Nitrogen-13 (13N) glutamate uptake was recorded in 18 anesthetized rats, both before and at least once after intervention. Each investigation was immediately followed by imaging of blood flow distribution using [11C]butanol. All animals had Walker 256 carcinosarcoma implants in one hind leg. Tumors were locally irradiated with a dose of 800 rad in 14 rats; in four rats, the vasoactive substance 5-hydroxytryptamine (5-HT) was administered. Prior to interventions, the [13N]glutamate tumor-to-muscle uptake showed a linear correlation with blood flow close to identity (y = 0.117 + 0.915x, r = 0.97).

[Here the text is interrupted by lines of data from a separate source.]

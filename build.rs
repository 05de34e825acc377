use std::path::{Path, PathBuf};

// include_dir! does not track the embedded files itself.
fn watch_dir(dir: &Path) {
    let entries = std::fs::read_dir(dir).unwrap_or_else(|err| {
        panic!("failed to read {}: {err}", dir.display());
    });
    for entry in entries.flatten() {
        let path = entry.path();
        if path.is_dir() {
            watch_dir(&path);
        } else {
            println!("cargo:rerun-if-changed={}", path.display());
        }
    }
}

fn main() {
    let manifest_dir = std::env::var("CARGO_MANIFEST_DIR").expect("CARGO_MANIFEST_DIR");
    let assets_dir = PathBuf::from(manifest_dir).join("assets");

    println!("cargo:rerun-if-changed=assets");
    watch_dir(&assets_dir);
}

After irradiation, a discordant pattern was observed: blood flow tended to increase, while [13N]glutamate tumor-to-muscle uptake dropped from 4.30 +/- 0.66 (s.e.m.) to 3.06 +/- 0.36 (p less than 0.005) during 30 min and attained 4.04 +/- 0.67 2 days later. If [13N]glutamate tumor-to-muscle uptake was related to that of [11C] butanol in each individual animal, this index dropped from 0.93 +/- 0.03 (s.e.m.) to 0.62 +/- 0.04 (p less than 0.001) 30 min after irradiation and attained 0.90 +/- 0.09 after 2 days. In animals treated with 5-HT, [13N]glutamate and [11C]butanol showed a parallel drop from 6.60 +/- 0.84 to 2.10 +/- 0.60 (p less than 0.05) and from 6.8 +/- 0.78 to 2.08 +/- 0.74 (p less than 0.05), respectively. Thus, single-dose irradiation causes [13N]glutamate uptake to be uncoupled with respect to flow, while [13N]glutamate uptake in untreated tumors is flow-limited and responds together with flow on vasomotion.